Courbé en deux, Dorn fit signe à Sarah de le suivre en courant. Elle s’engagea dans le couloir à sa suite, le creux de son bras plaqué contre sa bouche. La douleur au niveau de l’œil n’était plus aussi aiguë que tout à l’heure, mais elle ne voyait toujours rien du côté droit.

— Vous êtes blessée ? cria Dorn alors qu’il courait devant elle.

Sarah n’entendit pas la question. Dans ce couloir d’enfer, le hurlement de l’alarme mêlé à la combustion des portes générait un souffle qui rendait les voix quasi inaudibles. La peau de son visage était rutilante de chaleur. Désorientée, elle trébucha sur le cadavre d’un patient calciné. C’est là, dans la cellule devant laquelle elle venait de s’arrêter, qu’elle découvrit une femme assise par terre, recroquevillée contre le mur de sa chambre, paralysée de peur.

Elle reconnut la patiente au regard triste et résigné qu’elle avait aperçue plus tôt ce matin, derrière la vitre du hall d’entrée.

— Il y a une femme vivante là ! hurla-t-elle.

Au même moment, un fracas assourdissant retentit dans tout le couloir.

— Inspectrice Geringën ! Le plafond est en train de s’effondrer ! hurla l’officier Nielsen qui courait derrière elle, le directeur juché sur son épaule.

Un nouveau bruit de chute gronda dans un rugissement de fournaise.

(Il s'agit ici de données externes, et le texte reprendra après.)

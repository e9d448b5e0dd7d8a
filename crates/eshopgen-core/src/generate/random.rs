//! Shared random-draw helpers used by the generator stages.

use chrono::{Duration as ChronoDuration, Months, NaiveDate};
use rand::Rng;

/// Weighted random selection from a static table of `(item, weight)` pairs.
///
/// Uses cumulative distribution for O(n) selection.
/// Edge cases:
/// - All weights zero → uniform fallback
/// - Negative weights → clamped to zero
/// - Single entry → always returns it
///
/// `choices` must not be empty.
pub fn weighted_pick<'a, T>(choices: &'a [(T, f64)], rng: &mut impl Rng) -> &'a T {
    if choices.len() == 1 {
        return &choices[0].0;
    }

    let total: f64 = choices.iter().map(|(_, w)| w.max(0.0)).sum();
    if total <= 0.0 {
        return &choices[rng.random_range(0..choices.len())].0;
    }

    let roll: f64 = rng.random::<f64>() * total;
    let mut cumulative = 0.0;
    for (item, weight) in choices {
        cumulative += weight.max(0.0);
        if roll < cumulative {
            return item;
        }
    }

    // Rounding can leave roll == total
    &choices[choices.len() - 1].0
}

/// Uniformly pick a date in `[start, end]`, both inclusive.
///
/// An inverted range collapses to `start`.
pub fn date_between(rng: &mut impl Rng, start: NaiveDate, end: NaiveDate) -> NaiveDate {
    let span = (end - start).num_days();
    if span <= 0 {
        return start;
    }
    start + ChronoDuration::days(rng.random_range(0..=span))
}

/// The calendar date `years` years before `date`.
///
/// February 29 maps to February 28 in non-leap years.
pub fn years_before(date: NaiveDate, years: u32) -> NaiveDate {
    date.checked_sub_months(Months::new(12 * years))
        .unwrap_or(NaiveDate::MIN)
}

/// Generate an EAN-8 barcode: seven random digits followed by the check digit.
pub fn ean8(rng: &mut impl Rng) -> String {
    let digits: Vec<u32> = (0..7).map(|_| rng.random_range(0..10)).collect();
    let check = ean8_check_digit(&digits);
    digits
        .iter()
        .chain(std::iter::once(&check))
        .map(|d| char::from_digit(*d, 10).unwrap_or('0'))
        .collect()
}

/// EAN check digit over seven payload digits (weights 3,1,3,1,3,1,3).
fn ean8_check_digit(digits: &[u32]) -> u32 {
    let sum: u32 = digits
        .iter()
        .enumerate()
        .map(|(i, d)| if i % 2 == 0 { d * 3 } else { *d })
        .sum();
    (10 - sum % 10) % 10
}
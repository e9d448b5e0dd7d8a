//! # Order Generator
//!
//! Each order belongs to a random existing customer and is dated between
//! that customer's registration and `today`.

use chrono::NaiveDate;
use rand::Rng;

use crate::error::{EshopGenError, Result};
use crate::generate::lookup::RegistrationDates;
use crate::generate::random::{date_between, weighted_pick};
use crate::generate::records::{Order, OrderStatus};

/// Status distribution of generated orders.
pub const STATUS_WEIGHTS: [(OrderStatus, f64); 4] = [
    (OrderStatus::Completed, 0.70),
    (OrderStatus::Pending, 0.10),
    (OrderStatus::Shipped, 0.10),
    (OrderStatus::Cancelled, 0.10),
];

/// Generate orders with ids `1..=count`.
///
/// Customers are drawn from `1..=registrations.len()`.
pub fn generate_orders(
    count: usize,
    today: NaiveDate,
    rng: &mut impl Rng,
    registrations: &RegistrationDates,
) -> Result<Vec<Order>> {
    if count > 0 && registrations.is_empty() {
        return Err(EshopGenError::EmptyReferencePool {
            table: "Order",
            referenced: "Customer",
        });
    }

    let customer_count = registrations.len() as i64;
    let mut orders = Vec::with_capacity(count);
    for id in 1..=count as i64 {
        let customer_id = rng.random_range(1..=customer_count);
        let registered = registrations
            .get(customer_id)
            .ok_or(EshopGenError::MissingReference {
                table: "Order",
                referenced: "Customer",
                id: customer_id,
            })?;
        let order_date = date_between(rng, registered, today);
        let status = *weighted_pick(&STATUS_WEIGHTS, rng);

        orders.push(Order {
            id,
            order_date,
            status,
            customer_id,
        });
    }

    tracing::debug!("Generated {} orders", orders.len());
    Ok(orders)
}
//! Target tables and their fixed column order.
//!
//! Every generator emits rows whose values line up with `columns` of its
//! `TableDef`. Writers and the DDL check both read these definitions, so
//! the column lists live in exactly one place.

/// A target table in the e-commerce schema.
#[derive(Debug, Clone, Copy, PartialEq, Eq)]
pub struct TableDef {
    /// Logical table name (used for JSON/CSV keys and DDL matching).
    pub name: &'static str,
    /// Identifier as written in `INSERT INTO`, quoted where it is a
    /// reserved word.
    pub sql_name: &'static str,
    /// Heading of the script section that holds this table's inserts.
    pub section: &'static str,
    pub columns: &'static [&'static str],
}

pub const CATEGORY: TableDef = TableDef {
    name: "Category",
    sql_name: "Category",
    section: "CATEGORIES",
    columns: &["category_id", "category_name", "parent_id"],
};

pub const CUSTOMER: TableDef = TableDef {
    name: "Customer",
    sql_name: "Customer",
    section: "CUSTOMERS",
    columns: &[
        "customer_id",
        "first_name",
        "last_name",
        "email",
        "city",
        "registration_date",
    ],
};

pub const PRODUCT: TableDef = TableDef {
    name: "Product",
    sql_name: "Product",
    section: "PRODUCTS",
    columns: &[
        "product_id",
        "product_name",
        "list_price",
        "cost_price",
        "sku",
        "category_id",
    ],
};

pub const ORDER: TableDef = TableDef {
    name: "Order",
    sql_name: "\"Order\"",
    section: "ORDERS",
    columns: &["order_id", "order_date", "status", "customer_id"],
};

pub const ORDER_ITEM: TableDef = TableDef {
    name: "Order_item",
    sql_name: "Order_item",
    section: "ORDER ITEMS",
    columns: &[
        "order_item_id",
        "quantity",
        "unit_price",
        "product_id",
        "order_id",
    ],
};

pub const INVENTORY_LOG: TableDef = TableDef {
    name: "Inventory_log",
    sql_name: "Inventory_log",
    section: "INVENTORY LOG",
    columns: &[
        "log_id",
        "change_amount",
        "reason",
        "log_date",
        "product_id",
    ],
};

/// All target tables in insertion order. Parents always precede children.
pub const ALL_TABLES: [TableDef; 6] = [
    CATEGORY,
    CUSTOMER,
    PRODUCT,
    ORDER,
    ORDER_ITEM,
    INVENTORY_LOG,
];
//! # Lock File
//!
//! The `eshopgen.lock` file stores the seed, pinned "today", volumes and a
//! hash of the DDL so that a later `eshopgen generate --from-lock` writes a
//! byte-identical script.
//!
//! ## Lifecycle
//!
//! - every successful `generate` rewrites the lock from the plan it ran
//! - `generate --from-lock` rebuilds that plan with [`types::LockFile::plan`]
//!   and refuses to run when the DDL hash moved, unless `--force`
//! - `check` compares the hash only and never writes the file
//!
//! The file is machine-generated. On a merge conflict, keep either side
//! and rerun `eshopgen generate --force`.

pub mod types;

use std::fs;
use std::path::Path;

use self::types::LockFile;
use crate::error::{EshopGenError, Result};

/// Default lock file name.
pub const LOCK_FILE_NAME: &str = "eshopgen.lock";

/// Write a lock file to disk atomically.
///
/// The JSON goes to a hidden sibling of `path` (`.<name>.tmp`), is synced,
/// and is then renamed over `path`. A run that dies mid-write leaves the
/// previous lock file untouched, and two lock files in one directory never
/// share a temp name.
pub fn write_lock_file(lock: &LockFile, path: &Path) -> Result<()> {
    use std::io::Write;

    let mut json = serde_json::to_string_pretty(lock).map_err(|e| EshopGenError::LockFile {
        message: format!("Failed to serialize lock file: {}", e),
    })?;
    json.push('\n');

    let tmp_path = temp_path_for(path);

    let mut file = fs::File::create(&tmp_path).map_err(|e| EshopGenError::Output {
        message: format!("Failed to create temp lock file at {}", tmp_path.display()),
        source: e,
    })?;
    file.write_all(json.as_bytes())
        .map_err(|e| EshopGenError::Output {
            message: format!("Failed to write temp lock file at {}", tmp_path.display()),
            source: e,
        })?;
    file.sync_all().map_err(|e| EshopGenError::Output {
        message: "Failed to sync lock file to disk".to_string(),
        source: e,
    })?;

    if let Err(e) = fs::rename(&tmp_path, path) {
        let _ = fs::remove_file(&tmp_path);
        return Err(EshopGenError::Output {
            message: format!(
                "Failed to rename {} to {}",
                tmp_path.display(),
                path.display()
            ),
            source: e,
        });
    }

    tracing::debug!("Wrote lock file to {}", path.display());
    Ok(())
}

fn temp_path_for(path: &Path) -> std::path::PathBuf {
    let name = path
        .file_name()
        .map(|n| n.to_string_lossy().into_owned())
        .unwrap_or_else(|| LOCK_FILE_NAME.to_string());
    let dir = match path.parent() {
        Some(parent) if !parent.as_os_str().is_empty() => parent,
        _ => Path::new("."),
    };
    dir.join(format!(".{}.tmp", name))
}

/// Read a lock file from disk.
///
/// A missing or unreadable file is an `Output` error; content that is not a
/// lock file (hand edits, merge markers) is a `LockFile` error.
pub fn read_lock_file(path: &Path) -> Result<LockFile> {
    let content = fs::read_to_string(path).map_err(|e| EshopGenError::Output {
        message: format!("Failed to read lock file from {}", path.display()),
        source: e,
    })?;
    let lock: LockFile = serde_json::from_str(&content).map_err(|e| EshopGenError::LockFile {
        message: format!("Failed to parse lock file: {}", e),
    })?;
    Ok(lock)
}

/// Compare the lock's DDL hash with the current one.
///
/// Returns `SchemaDrift` when they differ and `force` is not set.
pub fn verify_ddl_hash(lock: &LockFile, current_hash: &str, force: bool) -> Result<()> {
    if lock.ddl_hash == current_hash {
        return Ok(());
    }
    if force {
        tracing::warn!("DDL changed since the lock file was written; continuing because of --force");
        return Ok(());
    }
    Err(EshopGenError::SchemaDrift {
        message: format!(
            "DDL hash {} does not match the lock file ({}).\n  Rerun with --force to regenerate anyway",
            short_hash(current_hash),
            short_hash(&lock.ddl_hash)
        ),
    })
}

fn short_hash(hash: &str) -> &str {
    hash.get(..12).unwrap_or(hash)
}

#[cfg(test)]
mod tests {
    use super::*;
    use crate::generate::plan::{GenerationPlan, Volumes};
    use chrono::NaiveDate;
    use tempfile::tempdir;

    fn make_lock(hash: &str, seed: u64) -> LockFile {
        let plan = GenerationPlan::new(
            Volumes::uniform(25),
            seed,
            NaiveDate::from_ymd_opt(2025, 6, 15).unwrap(),
        );
        LockFile::new(hash.to_string(), &plan)
    }

    #[test]
    fn test_round_trip() {
        let dir = tempdir().unwrap();
        let path = dir.path().join(LOCK_FILE_NAME);

        write_lock_file(&make_lock("abc123", 42), &path).unwrap();
        let loaded = read_lock_file(&path).unwrap();

        assert_eq!(loaded.ddl_hash, "abc123");
        assert_eq!(loaded.seed, 42);
        assert_eq!(loaded.volumes, Volumes::uniform(25));
        assert_eq!(loaded.eshopgen_version, env!("CARGO_PKG_VERSION"));
    }

    #[test]
    fn test_plan_round_trip() {
        let plan = make_lock("abc123", 7).plan().unwrap();
        assert_eq!(plan.seed, 7);
        assert_eq!(plan.today, NaiveDate::from_ymd_opt(2025, 6, 15).unwrap());
    }

    #[test]
    fn test_malformed_today_yields_no_plan() {
        let mut lock = make_lock("abc123", 7);
        lock.today = "yesterday".to_string();
        assert!(lock.plan().is_none());
    }

    #[test]
    fn test_read_nonexistent_file() {
        assert!(read_lock_file(Path::new("/nonexistent/eshopgen.lock")).is_err());
    }

    #[test]
    fn test_read_garbage_is_lock_error() {
        let dir = tempdir().unwrap();
        let path = dir.path().join(LOCK_FILE_NAME);
        fs::write(&path, "{ not json").unwrap();
        assert!(matches!(
            read_lock_file(&path),
            Err(EshopGenError::LockFile { .. })
        ));
    }

    #[test]
    fn test_atomic_write_no_tmp_left_behind() {
        let dir = tempdir().unwrap();
        let path = dir.path().join(LOCK_FILE_NAME);

        write_lock_file(&make_lock("abc123", 42), &path).unwrap();

        assert!(path.exists());
        assert!(!dir.path().join(".eshopgen.lock.tmp").exists());
    }

    #[test]
    fn test_temp_name_follows_lock_name() {
        let dir = tempdir().unwrap();
        let path = dir.path().join("nightly.lock");

        write_lock_file(&make_lock("abc123", 42), &path).unwrap();

        assert!(path.exists());
        assert!(!dir.path().join(".nightly.lock.tmp").exists());
        assert_eq!(
            temp_path_for(Path::new("eshopgen.lock")),
            Path::new(".").join(".eshopgen.lock.tmp")
        );
        assert!(fs::read_to_string(&path).unwrap().ends_with("}\n"));
    }

    #[test]
    fn test_atomic_write_overwrites_existing() {
        let dir = tempdir().unwrap();
        let path = dir.path().join(LOCK_FILE_NAME);

        write_lock_file(&make_lock("abc123", 42), &path).unwrap();
        write_lock_file(&make_lock("def456", 99), &path).unwrap();

        let loaded = read_lock_file(&path).unwrap();
        assert_eq!(loaded.ddl_hash, "def456");
        assert_eq!(loaded.seed, 99);
    }

    #[test]
    fn test_verify_ddl_hash() {
        let lock = make_lock("abc123", 1);
        assert!(verify_ddl_hash(&lock, "abc123", false).is_ok());
        assert!(verify_ddl_hash(&lock, "def456", true).is_ok());
        assert!(matches!(
            verify_ddl_hash(&lock, "def456", false),
            Err(EshopGenError::SchemaDrift { .. })
        ));
    }
}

Sarah courut vers la chambre de la patiente tétanisée. Elle déchira un morceau de drap, le trempa dans la cuvette des toilettes et le jeta sur la tête et les épaules de la femme apeurée. Puis elle la saisit par le bras.

— Non !

La patiente venait de laisser tomber quelque chose qu’elle tenait serré contre elle. Une photo où elle était souriante, entourée de deux enfants.

— Baissez-vous et suivez-moi !

La patiente d’une quarantaine d’années se laissa entraîner et elles franchirent le seuil de la cellule en enjambant les débris de plâtre et les poutres en flammes qui jonchaient le sol. Loin au-dessus de leur tête, on apercevait désormais le plafond du deuxième étage qui menaçait lui aussi de s’écrouler.

— Ne respirez plus ou vos poumons vont brûler. Courez de toutes vos forces ! commanda Sarah.

La patiente resta figée sur place, comme fascinée par l’incendie. Le feu entamait déjà le drap qui l’enveloppait. Sarah s’empara de la main de cette femme perdue et tira si fort qu’elle ne lui donna pas l’occasion de résister.

Elles étaient à bout de souffle quand elles déboulèrent dans le hall d’entrée. Sarah percuta la porte de sortie à double battant avec fracas et l’air glacé, qui tout à l’heure lui griffait la peau, fut accueilli comme une délivrance.

Quand elles furent à une vingtaine de mètres, Sarah s’appuya contre un arbre, cassée en deux, le visage taché de suie. À ses côtés, la patiente qu’elle venait de sauver s’écroula par terre, dans la neige, épuisée.